## EXERCISE GOAL
Output the opening lines of the records exactly. End with the line that contains "pub fn build_router(state: AppState)".

Items from a data source
+ + + +

//! HTTP front end: HTML pages, JSON form endpoints and static files.

mod api;
mod pages;

use axum::{
    Router,
    extract::{Request, State},
    http::StatusCode,
    middleware::{self, Next},
    response::{Html, IntoResponse, Response},
    routing::{get, post},
};
use press_kit_client::{ContentSource, MailSender};
use press_kit_core::Config;
use press_kit_generator::PageMeta;
use press_kit_generator::render;
use serde_json::Value;
use std::sync::Arc;
use tower_http::{services::ServeDir, trace::TraceLayer};
use tracing::info;

#[derive(Clone)]
pub struct AppState {
    pub source: Arc<dyn ContentSource>,
    pub mailer: Arc<dyn MailSender>,
    pub config: Arc<Config>,
}

pub fn build_router(state: AppState) -> Router {
    let static_files = ServeDir::new(&state.config.server.static_dir);

    let pages = Router::new()
        .route("/", get(pages::home))
        .route("/search", get(pages::search))
        .route("/contact", get(pages::contact))
        .route("/posts/categories", get(pages::categories))
        .route("/posts/authors", get(pages::authors))
        .route("/posts/tags", get(pages::tags))
        .route("/posts/{slug}", get(pages::post))
        .route("/{slug}", get(pages::slug))
        .layer(middleware::from_fn_with_state(state.clone(), maintenance));

    let api = Router::new()
        .route("/search", get(api::search))
        .route("/contact", post(api::contact))
        .route("/newsletter", post(api::newsletter))
        .route("/comments", post(api::comment))
        .route("/submit-rating", post(api::rating));

    Router::new()
        .merge(pages)
        .nest("/api", api)
        .nest_service("/static", static_files)
        .layer(TraceLayer::new_for_http())
        .with_state(state)
}

/// Serve the maintenance page instead of any HTML route while the remote
/// switch is on
async fn maintenance(State(state): State<AppState>, request: Request, next: Next) -> Response {
    if !state.source.maintenance_mode().await {
        return next.run(request).await;
    }

    info!(path = %request.uri().path(), "maintenance mode on");
    let site = &state.config.site;
    let html = render::document(
        site,
        &PageMeta::maintenance(site),
        None,
        &[],
        &render::maintenance_page(site),
    );
    (StatusCode::SERVICE_UNAVAILABLE, Html(html)).into_response()
}

/// Wrap a body in the site layout, with the navigation menu
async fn render_page(
    state: &AppState,
    meta: &PageMeta,
    schema: &[Value],
    body: &str,
) -> Html<String> {
    let menu = state.source.menu(&state.config.wordpress.menu_location).await;
    Html(render::document(
        &state.config.site,
        meta,
        menu.as_ref(),
        schema,
        body,
    ))
}

async fn not_found(state: &AppState) -> Response {
    let meta = PageMeta::not_found(&state.config.site);
    let html = render_page(state, &meta, &[], &render::not_found_page()).await;
    (StatusCode::NOT_FOUND, html).into_response()
}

+ + + +

## YOUR SOLUTION
//! HTTP front end: HTML pages, JSON form endpoints and static files.

mod api;
mod pages;

use axum::{
    Router,
    extract::{Request, State},
    http::StatusCode,
    middleware::{self, Next},
    response::{Html, IntoResponse, Response},
    routing::{get, post},
};
use press_kit_client::{ContentSource, MailSender};
use press_kit_core::Config;
use press_kit_generator::PageMeta;
use press_kit_generator::render;
use serde_json::Value;
use std::sync::Arc;
use tower_http::{services::ServeDir, trace::TraceLayer};
use tracing::info;

#[derive(Clone)]
pub struct AppState {
    pub source: Arc<dyn ContentSource>,
    pub mailer: Arc<dyn MailSender>,
    pub config: Arc<Config>,
}

pub fn build_router(state: AppState) -> Router {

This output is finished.